出荷面をみても、設備投資(一部は輸出)と関連の深い一般資本財(輸送機械を除く資本財)の出荷は、1月に前月比+4.8%と大幅に増加した。これで一般資本財出荷の前年同月比は昨年11月から3ヶ月連続で前年を上回り、本年1月は+7.0%に達した。もちろん昨年10〜12月期の平均も、前年同期比でプラスに転じた(図表2参照)。昨年10〜12月期のGDP統計における設備投資は、間もなく公表される大蔵省「法人企業統計季報」に基づいて推計されるが、資本金1億円以上の法人4,528社(うち回答4,305社、GDPカバレッジ62%)を対象とした企画庁「法人企業動向調査」によると、昨年10〜12月期の全産業設備投資は前期比+2.7%の増加、そのうち製造業は+8.5%とかなり大幅な増加となっている。6〜9ヶ月先の設備投資を示すとされる先行指標の機械受注(民需、除船舶・電力)は、昨年10〜12月期に前期比+9.9%、前年同期比+6.1%とはっきりした立直りを示している(図表2参照)。設備投資が景気全体の牽引力となる日も、そう遠くないのではないか。


【年明け後の消費は立直りの兆】

他方個人消費は、昨年10〜12月期にかなり落込んだ。図表2に示したように、全世帯の消費水準や乗用車新車登録台数の前年比は、10〜12月期に3%以上のマイナスとなった。これは冬期ボーナスの落込みとコンピュータ2000年問題に伴なう買控えが響いたと見られる。この結果、間もなく発表になる昨年10〜12月のGDPは、個人消費の大幅減少を主因にかなりのマイナスとなろう。しかし、10〜12月期の反動もあって、1月の乗用車新車登録台数は、前月比+12.0%、前年比+3.9%の大幅増加となった(図表2参照)。2月も軽自動車を除くベースで、前年比+0.8%となった。同様に、1月の全国百貨店の売上高も前月比+2.8%と、久方振りのプラスとなった。他方1月の全世帯消費水準は前年比−2.8%と12月(同−4.1%)に比してマイナス幅を縮小し(図表2参照)、季節調整済前月比は+2.1%の増加となった。消費動向の背後にある所得面も、例えば1月の現金給与総額は、ボーナスのマイナスが響かなくなったためもあって、前年比で名目は+1.8%、実質で+2.9%と昨年10〜12月期のマイナス(夫々−1.2%、−0.1%)からプラスに転じた。
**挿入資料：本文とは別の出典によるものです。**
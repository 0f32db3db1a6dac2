use std::borrow::Cow;
use std::collections::HashMap;
use std::error::Error;
use std::fmt::{self, Display};
use std::io::{BufRead, Write};

use anyhow::Context;
use http::header::{HeaderName, HOST};
use http::{HeaderValue, Method};
use url::Url;

use crate::{ClientRequestLike, RequestLike};

/// Generic error returned when the input to `from_reader` does not look like
/// a HTTP request.
#[derive(Debug)]
pub struct ParseError;

impl Error for ParseError {}
impl Display for ParseError {
    fn fmt(&self, f: &mut fmt::Formatter) -> fmt::Result {
        f.write_str("Malformed HTTP request")
    }
}

/// A mock request type
#[derive(Debug, Clone, PartialEq)]
pub struct MockRequest {
    method: Method,
    path: String,
    headers: HashMap<HeaderName, HeaderValue>,
    body: Option<Vec<u8>>,
}

impl MockRequest {
    /// Returns the path and query used by this mock request
    pub fn path_and_query(&self) -> &str {
        &self.path
    }
    /// Returns the headers used by this mock request
    pub fn headers(&self) -> impl IntoIterator<Item = (&HeaderName, &HeaderValue)> {
        &self.headers
    }
    /// Returns the body used by this mock request
    pub fn body(&self) -> Option<&[u8]> {
        self.body.as_deref()
    }

    /// Constructs a new mock request. The `Host` header is taken from the URL,
    /// including the port if it is not the default for the scheme.
    ///
    /// Panics if `url` is not an absolute URL.
    pub fn new(method: Method, url: &str) -> Self {
        let url: Url = url.parse().unwrap();

        let path = if let Some(query) = url.query() {
            format!("{}?{}", url.path(), query)
        } else {
            url.path().into()
        };
        let mut res = Self {
            method,
            path,
            headers: Default::default(),
            body: None,
        };
        if let Some(host) = url.host_str() {
            let host = match url.port() {
                Some(port) => format!("{}:{}", host, port),
                None => host.into(),
            };
            res = res.with_header("Host", &host)
        }
        res
    }
    /// Convenience method for setting a header
    ///
    /// Panics if the name or value is not valid in a HTTP header.
    pub fn with_header(mut self, name: &str, value: &str) -> Self {
        self.set_header(
            HeaderName::from_bytes(name.as_bytes()).unwrap(),
            HeaderValue::from_bytes(value.as_bytes()).unwrap(),
        );
        self
    }
    /// Method for setting a request body
    pub fn with_body(mut self, body: Vec<u8>) -> Self {
        let l = body.len();
        self.body = Some(body);
        self.with_header("Content-Length", &l.to_string())
    }

    /// Parse a HTTP request into this mock request object
    pub fn from_reader<R: BufRead>(reader: &mut R) -> Result<Self, Box<dyn Error>> {
        let mut line = String::new();

        // Read request line
        reader.read_line(&mut line)?;
        let mut parts = line.split_ascii_whitespace();

        // Extract method
        let method: Method = parts.next().ok_or(ParseError)?.parse()?;

        // Extract path
        let path: String = parts.next().ok_or(ParseError)?.into();

        // Extract headers
        #[allow(clippy::mutable_key_type)]
        let mut headers = HashMap::new();
        let has_body = loop {
            line.truncate(0);
            if reader.read_line(&mut line)? == 0 {
                break false;
            }
            if line.trim().is_empty() {
                break true;
            }

            let mut parts = line.splitn(2, ':');

            let name_str = parts.next().ok_or(ParseError)?.trim();
            let header_name: HeaderName = name_str
                .parse()
                .with_context(|| format!("{:?}", name_str))?;
            let value_str = parts.next().ok_or(ParseError)?.trim();
            let header_value: HeaderValue = value_str
                .parse()
                .with_context(|| format!("{:?}", value_str))?;
            headers.insert(header_name, header_value);
        };

        let body = if has_body {
            let mut body = Vec::new();
            reader.read_to_end(&mut body)?;
            Some(body).filter(|b| !b.is_empty())
        } else {
            None
        };

        Ok(Self {
            method,
            path,
            headers,
            body,
        })
    }

    /// Write out this HTTP request in standard format
    pub fn write<W: Write>(&self, writer: &mut W) -> Result<(), Box<dyn Error>> {
        writeln!(writer, "{} {} HTTP/1.1", self.method.as_str(), self.path)?;
        let mut headers: Vec<_> = self.headers.iter().collect();
        headers.sort_by(|a, b| a.0.as_str().cmp(b.0.as_str()));
        for (header_name, header_value) in headers {
            writeln!(
                writer,
                "{}: {}",
                header_name.as_str(),
                header_value.to_str()?
            )?;
        }

        if let Some(body) = &self.body {
            writeln!(writer)?;
            writer.write_all(body)?;
        }

        Ok(())
    }
}

impl RequestLike for MockRequest {
    fn method(&self) -> &str {
        self.method.as_str()
    }
    fn host(&self) -> Option<String> {
        self.headers
            .get(&HOST)
            .and_then(|v| v.to_str().ok())
            .map(Into::into)
    }
    fn path(&self) -> Cow<'_, str> {
        Cow::Borrowed(self.path.split('?').next().unwrap_or_default())
    }
    fn query(&self) -> Option<Cow<'_, str>> {
        self.path.splitn(2, '?').nth(1).map(Cow::Borrowed)
    }
    fn header(&self, header: &HeaderName) -> Option<HeaderValue> {
        self.headers.get(header).cloned()
    }
}

impl ClientRequestLike for MockRequest {
    fn set_header(&mut self, header: HeaderName, value: HeaderValue) {
        self.headers.insert(header, value);
    }
}

#[cfg(test)]
mod tests {
    use super::*;

    use chrono::{TimeZone, Utc};

    use crate::{
        CanonicalizeExt, Credential, SimpleSecretProvider, TimeWindow, ValidationError, Validator,
    };

    /// ```text
    /// GET /test/path?obj=1 HTTP/1.1
    /// Host: example.com
    /// Accept: application/json
    /// Authorization: HHMAC time=20091110230000, key=42, hash=8618c5...
    /// ```
    const SIGNED_REQUEST: &str = "\
GET /test/path?obj=1 HTTP/1.1
Host: example.com
Accept: application/json
Authorization: HHMAC time=20091110230000, key=42, hash=8618c5198d8ef93206a7b1724feaa83743c858153cac2a1edc987321a7fb5c7f
";

    fn test_validator() -> Validator {
        Validator::new(
            TimeWindow::default(),
            SimpleSecretProvider::new(vec![("42", Credential::new(b"MYSECRET"))]),
        )
    }

    #[test]
    fn parses_request_components() {
        let req = MockRequest::from_reader(&mut SIGNED_REQUEST.as_bytes()).unwrap();
        assert_eq!(RequestLike::method(&req), "GET");
        assert_eq!(req.host().as_deref(), Some("example.com"));
        assert_eq!(req.path(), "/test/path");
        assert_eq!(req.query().as_deref(), Some("obj=1"));
        assert!(req.body().is_none());
        assert_eq!(
            req.fingerprint(),
            MockRequest::new(Method::GET, "https://example.com/test/path?obj=1").fingerprint()
        );
    }

    #[test]
    fn validates_parsed_request() {
        let req = MockRequest::from_reader(&mut SIGNED_REQUEST.as_bytes()).unwrap();
        let now = Utc
            .with_ymd_and_hms(2009, 11, 10, 23, 0, 10)
            .single()
            .expect("valid date");
        test_validator().validate_request_at(&req, &[], now).unwrap();
    }

    #[test]
    fn write_then_read() {
        let date = Utc
            .with_ymd_and_hms(2009, 11, 10, 23, 0, 0)
            .single()
            .expect("valid date");
        let validator = test_validator();

        let mut req = MockRequest::new(Method::POST, "http://example.com/items?b=2&a=1")
            .with_header("Content-Type", "application/json")
            .with_body(br#"{"hello": "world"}"#.to_vec());
        validator.hash_request(&mut req, date, "42", "42").unwrap();

        let mut buffer = Vec::new();
        req.write(&mut buffer).unwrap();
        let parsed = MockRequest::from_reader(&mut buffer.as_slice()).unwrap();

        assert_eq!(parsed, req);
        validator.validate_request_at(&parsed, &[], date).unwrap();
    }

    #[test]
    fn body_is_not_signed() {
        let date = Utc
            .with_ymd_and_hms(2009, 11, 10, 23, 0, 0)
            .single()
            .expect("valid date");
        let validator = test_validator();

        let mut req = MockRequest::new(Method::PUT, "http://example.com/items/1")
            .with_body(b"original".to_vec());
        validator.hash_request(&mut req, date, "42", "42").unwrap();

        let replaced = req.clone().with_body(b"replaced".to_vec());
        validator.validate_request_at(&replaced, &[], date).unwrap();

        let moved = MockRequest::new(Method::PUT, "http://example.com/items/2").with_header(
            "Authorization",
            req.header(&http::header::AUTHORIZATION)
                .unwrap()
                .to_str()
                .unwrap(),
        );
        assert!(matches!(
            validator.validate_request_at(&moved, &[], date),
            Err(ValidationError::HashMismatch)
        ));
    }

    #[test]
    fn rejects_garbage() {
        assert!(MockRequest::from_reader(&mut "".as_bytes()).is_err());
        assert!(MockRequest::from_reader(&mut "GET\n".as_bytes()).is_err());
        assert!(MockRequest::from_reader(&mut "GET / HTTP/1.1\nno colon\n".as_bytes()).is_err());
    }
}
【昨年下期に2四半期連続マイナス成長の後本年1〜3月期から再びプラス成長へ】

また新設住宅着工戸数も、季節調整済み年率換算で135.2万戸と昨年後半の110万戸台からハネ上り、前年比は+16.8%にも達した(図表2参照)。もっともこれは公庫融資に伴なう一時的集中とみられ、基調の好転とは見られない。他方、1月の公共工事請負額は、前月比で+2.9%と増加し、前年比マイナス幅も昨年10〜12月期の−12.7%から−6.1%に縮小した。99年度公共事業予備費5000億円の執行、同第2次補正予算の実施によって、昨年10〜12月期に落込んだ公共投資は、本年1〜3月期から4〜6月期にかけて立直り、2000年度予算の3月成立、4月執行によって7〜9月期までは息切れなしに推移するであろう。GDPは昨年下期に2四半期連続でマイナスとなったあと、本年1〜3月以降は再びプラス成長に戻るのではないか(図表3参照)。